Assim, a narrativa se desenvolve pelo atropelo de detalhes, de relações de causa e consequência, de problemas de lógica. A invasão no sistema informático, a decisão repentina de ir a um clube noturno “para expandir as experiências” e o acesso ao quarto proibido na casa de Faye beiram o ridículo, pois mal contextualizados. Substitutos caminha o tempo inteiro no limiar da paródia de ficção científica, ainda que se leve a sério demais, incapaz de perceber a insanidade de suas propostas, e a fragilidade das soluções.
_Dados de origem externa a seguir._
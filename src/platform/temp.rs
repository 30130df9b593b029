//! Unique hidden sibling names for atomic write-then-rename.

use std::path::{Path, PathBuf};
use std::sync::atomic::{AtomicU64, Ordering};
use std::time::{SystemTime, UNIX_EPOCH};

static COUNTER: AtomicU64 = AtomicU64::new(0);

/// Pattern: .createfile.config.tmp.<pid>.<nanos>.<seq>
pub(super) fn tmp_config_sibling_name(target: &Path) -> PathBuf {
    let pid = std::process::id();
    let nanos = SystemTime::now()
        .duration_since(UNIX_EPOCH)
        .map(|d| d.as_nanos())
        .unwrap_or(0);
    let seq = COUNTER.fetch_add(1, Ordering::Relaxed);
    let name = format!(".createfile.config.tmp.{pid}.{nanos}.{seq}");
    target.parent().unwrap_or_else(|| Path::new(".")).join(name)
}

#[cfg(test)]
mod tests {
    use super::*;
    use std::collections::HashSet;

    #[test]
    fn sibling_names_are_unique_and_hidden() {
        let target = Path::new("/etc/createfile/config.xml");
        let names: HashSet<PathBuf> = (0..64).map(|_| tmp_config_sibling_name(target)).collect();
        assert_eq!(names.len(), 64);
        for n in &names {
            assert_eq!(n.parent(), target.parent());
            let fname = n.file_name().unwrap().to_string_lossy();
            assert!(fname.starts_with(".createfile.config.tmp."));
        }
    }
}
Pior ainda é a vacuidade do discurso. Apresentada a possível rebelião das máquinas e a substituição completa dos humanos (pois as criações robóticas passam a ter sentimentos), o longa-metragem não sabe ao certo que lição tirar desta experiência. Seria uma obra contrária às derivas da criação humana, acreditando que estamos “brincando de Deus”? Pró-tecnologia, contanto que sob regras rígidas? Abismada com nossa capacidade de desenvolvimento e criatividade? Seria saudável se relacionar com clones, ou conviver com robôs?
O longa-metragem nunca sabe ao certo como responder a estas questões. O final em aberto representa menos uma proposta à reflexão do que um abandono do jogo, como se, depois de um longo empate, o jogo se suspendesse abruptamente. Incapaz de desenvolver personagens, de trabalhar o espaço e o tempo, e despejando de última hora informações que teriam sido fundamentais ao início (o trauma de Kessler), o resultado é uma obra desequilibrada, com tantos excessos quanto lacunas, sem real objetivo de onde pretende chegar com uma travessura tão incongruente.